Для диагностики гипоальдостеронизма определяют концентрацию альдостерона в плазме крови или его экскрецию с мочой. И здесь предпочтение следует отдавать фармакодинамическим тестам. Специфическим стимулятором секреции альдостерона является ангиотензин. Если концентрация альдостерона в конце инфузии ангиотензина не повышается, это указывает на гипоальдостеронизм.
Лечение
Как лечить синдром Аддисона? Больные с Аддисоновым синдромом нуждаются в постоянном приеме кортикостероидов. В большинстве случаев для полной компенсации достаточно введения только глюкокортикоидов; иногда требуется дополнительное назначение и минералокортикоидов. Гидрокортизон (кортизол) является препаратом выбора и назначается по 30 мг в день (15-20 мг рано утром и 5-10 мг в полдень). Кортизон обычно применяется в суточной дозе 40-50 мг. Другие синтетические глюкокортикоиды (преднизолон, дексаметазон, триамцинолон и др.) менее желательны, так как они не оказывают минералокортикоидного действия. При выраженной минералокортикоидной недостаточности дополнительно рекомендуются ДОКСА (по 5 мг 1 раз в сутки внутримышечно), триметилацетат дезоксикортикостерона (по 1 мл 2,5%-ного раствора парентерально 1 раз в 2-3 недели) или фторгидрокортизон/кортинеф (0,05-0,1 мг в сутки).
Избыток минералокортикоидов чреват отеками, головной болью, повышенным АД, гипокалиемическим алкалозом и мышечной слабостью. В этих случаях необходимо отменить минералокортикоиды и назначить хлорид калия.
Кроме того, больным рекомендуется прием повышенного количества поваренной соли и аскорбиновой кислоты.
У женщин, страдающих ХНН, возможны беременность и нормальные роды. Как правило, во время беременности необходимость в минералокортикоидах уменьшается вследствие повышения секреции прогестерона. Однако прием глюкокортикоидов необходимо увеличивать, а в некоторых случаях требуется парентеральное введение гидрокортизона. В период родов глюкокортикоиды вводят внутривенно.

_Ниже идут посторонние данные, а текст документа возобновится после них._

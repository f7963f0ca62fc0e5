use cfwai_model::ShowMatch;

use crate::normalize::{normalize, tokenize};
use crate::token_ratio::token_set_ratio;

/// A show in the library catalog worth scoring against: its display title
/// and the id the library service uses to identify it.
#[derive(Debug, Clone)]
pub struct ShowCandidate {
    pub title: String,
    pub id: String,
}

/// Score `input` (the item's `"{creator} :: {title}"` composite) against
/// every candidate show and return the best match, per spec §4.2's show
/// match formula: verbatim-substring bonus + token-set similarity +
/// keyword overlap. Ties keep the first candidate encountered.
pub fn show_match(input: &str, candidates: &[ShowCandidate]) -> ShowMatch {
    if candidates.is_empty() {
        return ShowMatch::no_candidates(input);
    }

    let normalized_input = normalize(input);
    let input_tokens = tokenize(input);

    let mut best: Option<ShowMatch> = None;
    let mut best_score = i64::MIN;

    for candidate in candidates {
        let normalized_show = normalize(&candidate.title);
        let verbatim = !normalized_show.is_empty() && normalized_input.contains(&normalized_show);
        let verbatim_bonus = if verbatim {
            35 + candidate.title.chars().count() as i64
        } else {
            0
        };

        let show_tokens = tokenize(&candidate.title);
        let token_score = token_set_ratio(input, &candidate.title);
        let overlap = if show_tokens.is_empty() {
            0.0
        } else {
            show_tokens.intersection(&input_tokens).count() as f64 / show_tokens.len() as f64
        };

        let score = verbatim_bonus
            + (token_score * 0.10).round() as i64
            + (overlap * 50.0).round() as i64;

        let reason = format!(
            "{}token set similarity: {}%, keyword overlap: {}%",
            if verbatim { "verbatim match; " } else { "" },
            token_score.round() as i64,
            (overlap * 100.0).round() as i64,
        );

        if score > best_score {
            best_score = score;
            best = Some(ShowMatch {
                input: input.to_string(),
                matched_show: Some(candidate.title.clone()),
                matched_id: Some(candidate.id.clone()),
                score,
                reason,
            });
        }
    }

    best.expect("candidates is non-empty")
}

#[cfg(test)]
mod tests {
    use super::*;

    fn candidate(title: &str, id: &str) -> ShowCandidate {
        ShowCandidate { title: title.to_string(), id: id.to_string() }
    }

    #[test]
    fn verbatim_match_wins_decisively() {
        let candidates = vec![
            candidate("Jet Lag: The Game", "1"),
            candidate("Jet Set Radio", "2"),
        ];
        let result = show_match("Jet Lag: The Game :: Ep 2 — Hide And Seek", &candidates);
        assert_eq!(result.matched_id.as_deref(), Some("1"));
        assert!(result.score >= 80);
    }

    #[test]
    fn empty_candidates_yields_no_candidates_sentinel() {
        let result = show_match("Some Creator :: Some Title", &[]);
        assert_eq!(result.score, -1);
        assert_eq!(result.reason, "no candidates");
    }

    #[test]
    fn score_boundary_at_80_is_the_acceptance_threshold() {
        let candidates = vec![candidate("Jet Lag: The Game", "1")];
        let accepted = show_match("Jet Lag: The Game :: Something Else Entirely", &candidates);
        assert!(accepted.score >= 80);

        let rejected = show_match("Unrelated Creator :: Totally Different Title", &candidates);
        assert!(rejected.score < 80);
    }

    #[test]
    fn first_candidate_wins_ties() {
        let candidates = vec![candidate("Same Show", "first"), candidate("Same Show", "second")];
        let result = show_match("Creator :: Same Show", &candidates);
        assert_eq!(result.matched_id.as_deref(), Some("first"));
    }
}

При инфекционных заболеваниях легкой или средней тяжести дозу глюкокортикоидов удваивают или утраивают. Если заболевание протекает с рвотой, а также при появлении симптомов адреналового криза, необходима интенсивная терапия пациента в стационаре. Хирургические вмешательства у больных с ХНН производят при условии внутривенного введения гидрокортизона (100-200 мг в зависимости от вида операции). В послеоперационном периоде ударные дозы глюкокортикоидов снижают быстро — через 2-3 дня после ликвидации стрессовой ситуации.
Прогноз
До начала применения глюкокортикоидов продолжительность жизни у больных с недостаточностью надпочечников составляла менее 6 месяцев. Сегодня, при своевременной диагностике и адекватной заместительной терапии, у больных с аутоиммунным адреналитом продолжительность жизни не отличается от таковой здорового человека. При надпочечниковой недостаточности иной этиологии прогноз определяется основным заболеванием.
Режим
Аддисонов синдром не позволяет больным заниматься тяжелым физическим трудом. Любое стрессовое состояние (инфекция, физическое или умственное перенапряжение и др.) требует увеличения приема глюкокортикоидов. Принцип диспансерного наблюдения в отношении этих больных должен соблюдаться неукоснительно. Все пациенты с синдромом Аддисона снабжаются специальной памяткой, в которой указан рациональный график приема кортикостероидов и оптимальные для данного больного разовая и суточная дозы различных кортикостероидных препаратов. На случай ургентной ситуации должны быть наготове глюкокортикоиды для парентерального введения. Также должна быть подготовлена предупреждающая информация для медиков на случай, если больной не сможет самостоятельно изложить сведения о своей болезни. Пациенты должны знать, что им необходимо немедленно обратиться к врачу при появлении слабости, недомогания, повышении температуры, болях в животе, диарее и других признаках ухудшения состояния. Запрещаются употребление алкоголя, прием барбитуровых снотворных, а также использование щелочных минеральных вод для запивания таблеток, содержащих кортикостероиды.